Sylvia Cisneros Profile
Sylvia Cisneros answered
Wonderful! As a family we would always get together on every holiday. Christmas was the best. We would all gather at my grandparents and just enjoy being around each other. I was blessed.
Feifei Hou Profile
Feifei Hou answered
My childhood in one word was "simple". When we grow up, we gradually live in a complex society with complex interpersonal relationships, sometimes it's hard to handle all the things well, so I find my childhood was soooooooooooooo simple.
Pamela Krueger Profile
Pamela Krueger answered
Mine was very innocent, normal, simple and happy. We were kind of poor but I didn't know that we were poor. I always had nice clothes, toys to play with, we had enough to eat and we even got to go the movies once in awhile! My mother knew how to save and spend money and we always had enough but we didn't splurge on things we didn't need. Going out to get ice cream was a special event!
JANE webster Profile
JANE webster answered
Scarey
Bi-Polar mother whose constant attempts at suicide left me not knowing whether the next time I saw her she would be alive or dead, or with head in the oven or her tablets on the table.  Whether tonight I would go to bed hungry or whether their would be food for me when I got home.  Whether indeed there would be anyone at home.I was 3, just after my father died, when she first attempted suicide and it continued although my childhood right into adulthood.
mela Fedor Profile
mela Fedor answered
I have to agree with "robbier44"...... Forgettable.

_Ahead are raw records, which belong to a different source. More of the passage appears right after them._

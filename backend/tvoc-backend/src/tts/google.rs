use async_trait::async_trait;
use base64::Engine;
use secure_string::SecureString;
use serde::{Deserialize, Serialize};

use crate::error::BoxDynError;

use super::TtsProvider;

const LANGUAGE_CODE: &str = "th-TH";
const VOICE_NAME: &str = "th-TH-Standard-A";

/// Google Cloud text-to-speech.
pub struct GoogleTtsProvider {
    http_client: reqwest::Client,
    api_key: SecureString,
}

#[derive(Serialize)]
struct GoogleTtsRequest<'a> {
    input: GoogleTtsInput<'a>,
    voice: GoogleTtsVoice,
    #[serde(rename = "audioConfig")]
    audio_config: GoogleTtsAudioConfig,
}

#[derive(Serialize)]
struct GoogleTtsInput<'a> {
    text: &'a str,
}

#[derive(Serialize)]
struct GoogleTtsVoice {
    #[serde(rename = "languageCode")]
    language_code: &'static str,
    name: &'static str,
}

#[derive(Serialize)]
struct GoogleTtsAudioConfig {
    #[serde(rename = "audioEncoding")]
    audio_encoding: &'static str,
}

#[derive(Deserialize)]
struct GoogleTtsResponse {
    #[serde(rename = "audioContent")]
    audio_content: String,
}

impl GoogleTtsProvider {
    pub fn new(http_client: reqwest::Client, api_key: SecureString) -> Self {
        Self {
            http_client,
            api_key,
        }
    }
}

#[async_trait]
impl TtsProvider for GoogleTtsProvider {
    fn name(&self) -> &'static str {
        "google"
    }

    fn mime_type(&self) -> &'static str {
        "audio/mpeg"
    }

    fn file_extension(&self) -> &'static str {
        "mp3"
    }

    async fn synthesize(&self, text: &str) -> Result<Vec<u8>, BoxDynError> {
        let url = format!(
            "https://texttospeech.googleapis.com/v1/text:synthesize?key={}",
            self.api_key.unsecure()
        );

        let response: GoogleTtsResponse = self
            .http_client
            .post(&url)
            .json(&GoogleTtsRequest {
                input: GoogleTtsInput { text },
                voice: GoogleTtsVoice {
                    language_code: LANGUAGE_CODE,
                    name: VOICE_NAME,
                },
                audio_config: GoogleTtsAudioConfig {
                    audio_encoding: "MP3",
                },
            })
            .send()
            .await?
            .error_for_status()?
            .json()
            .await?;

        // Google returns the audio base64-encoded.
        let audio = base64::engine::general_purpose::STANDARD.decode(response.audio_content)?;

        Ok(audio)
    }
}

#[cfg(test)]
mod tests {
    use super::*;

    #[test]
    fn test_request_uses_the_google_field_names() {
        let request = GoogleTtsRequest {
            input: GoogleTtsInput { text: "สวัสดี" },
            voice: GoogleTtsVoice {
                language_code: LANGUAGE_CODE,
                name: VOICE_NAME,
            },
            audio_config: GoogleTtsAudioConfig {
                audio_encoding: "MP3",
            },
        };

        let json = serde_json::to_value(&request).unwrap();
        assert_eq!(json["voice"]["languageCode"], "th-TH");
        assert_eq!(json["audioConfig"]["audioEncoding"], "MP3");
        assert_eq!(json["input"]["text"], "สวัสดี");
    }

    #[test]
    fn test_response_decodes_audio_content() {
        let response: GoogleTtsResponse =
            serde_json::from_str(r#"{"audioContent":"aGVsbG8="}"#).unwrap();
        let audio = base64::engine::general_purpose::STANDARD
            .decode(response.audio_content)
            .unwrap();
        assert_eq!(audio, b"hello");
    }
}
use api_types::{TtsRequest, TtsResponse};
use axum::{Extension, Json};
use base64::Engine;
use tracing::instrument;

use crate::error::TvocResult;

use super::{WebConfiguration, WebTtsClient};

#[instrument(err, skip(tts_client, configuration))]
pub async fn synthesize_speech(
    Extension(configuration): WebConfiguration,
    Extension(tts_client): WebTtsClient,
    Json(request): Json<TtsRequest>,
) -> TvocResult<Json<TtsResponse>> {
    configuration.verify_tts_text(&request.text)?;

    let audio = tts_client.synthesize(request.text.trim()).await?;

    Ok(Json(TtsResponse {
        audio_base64: base64::engine::general_purpose::STANDARD.encode(&audio.audio),
        mime_type: audio.mime_type.to_string(),
        provider: audio.provider.to_string(),
        cached: audio.cached,
    }))
}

I suppose the correct term for it is "Dysfunctional".
sonia lofty Profile
sonia lofty answered
I had a great childhood. I grew up in the military and hated it at the time, but looking back it was pretty good
Janey Tharby Profile
Janey Tharby answered
'Unsettled'is the word that comes to mind. Always on the move - due to my fathers work committments and always the new kid at school!
Starka Blurter Profile
Starka Blurter answered
Cute.
I was so quite & innocent, I wasn't the kind of children who yell & mess around. I didn't have much friends, but I was happy :) :) :)
Anonymous Profile
Anonymous answered
Normal- I'd have to say I had a pretty great childhood with the usual ups and downs of life......
Anonymous Profile
Anonymous answered
Traumatic... Had no good friends no boyfriend spiraled in to depression became anemic and had suicidal thoughts ( haha now I'm sure your childhood sounds a lot better now)
Anonymous Profile
Anonymous answered
I don't even know how to put it into words. It left a nasty scar on me, it left me with a million things in my head I will never be able to forget..
Taylor Swift Profile
Taylor Swift answered
I would choose the word anticapation. In school the teacher told me what anticapation means it means your really exited when somthing is going to happen.